→ **EXERCISE**
Count every line in the following entries that holds the word "EnvFilter". Only the number should be given.

[[ ENTRIES PROVIDED open ]]

//! Configuration management subsystem.
//!
//! # Data Flow
//! ```text
//! config file (TOML)
//!     → loader.rs (parse & deserialize)
//!     → validation.rs (semantic checks)
//!     → BalancerConfig (validated, immutable)
//!     → Balancer::from_config builds the selection policy
//! ```
//!
//! # Design Decisions
//! - Config is immutable once loaded; the backend set is fixed for the
//!   lifetime of a policy
//! - All fields have defaults to allow minimal configs
//! - Validation separates syntactic (serde) from semantic checks

pub mod loader;
pub mod schema;
pub mod validation;

pub use loader::{load_config, parse_config, ConfigError};
pub use schema::{BackendConfig, BalancerConfig, ObservabilityConfig, PolicyKind};
pub use validation::{validate_config, ValidationError};
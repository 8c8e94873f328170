//! Structured logging.

use tracing_subscriber::{layer::SubscriberExt, util::SubscriberInitExt, EnvFilter};

/// Install the global tracing subscriber.
///
/// `RUST_LOG` takes precedence over `default_filter`. Calling this twice is
/// harmless; the second call keeps the first subscriber.
pub fn init_logging(default_filter: &str) {
    let filter = EnvFilter::try_from_default_env().unwrap_or_else(|_| EnvFilter::new(default_filter));

    let result = tracing_subscriber::registry()
        .with(filter)
        .with(tracing_subscriber::fmt::layer())
        .try_init();

    if let Err(e) = result {
        tracing::debug!(error = %e, "Tracing subscriber already installed");
    }
}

[[ ENTRIES PROVIDED closed ]]

→ **OUTPUT BELOW**
2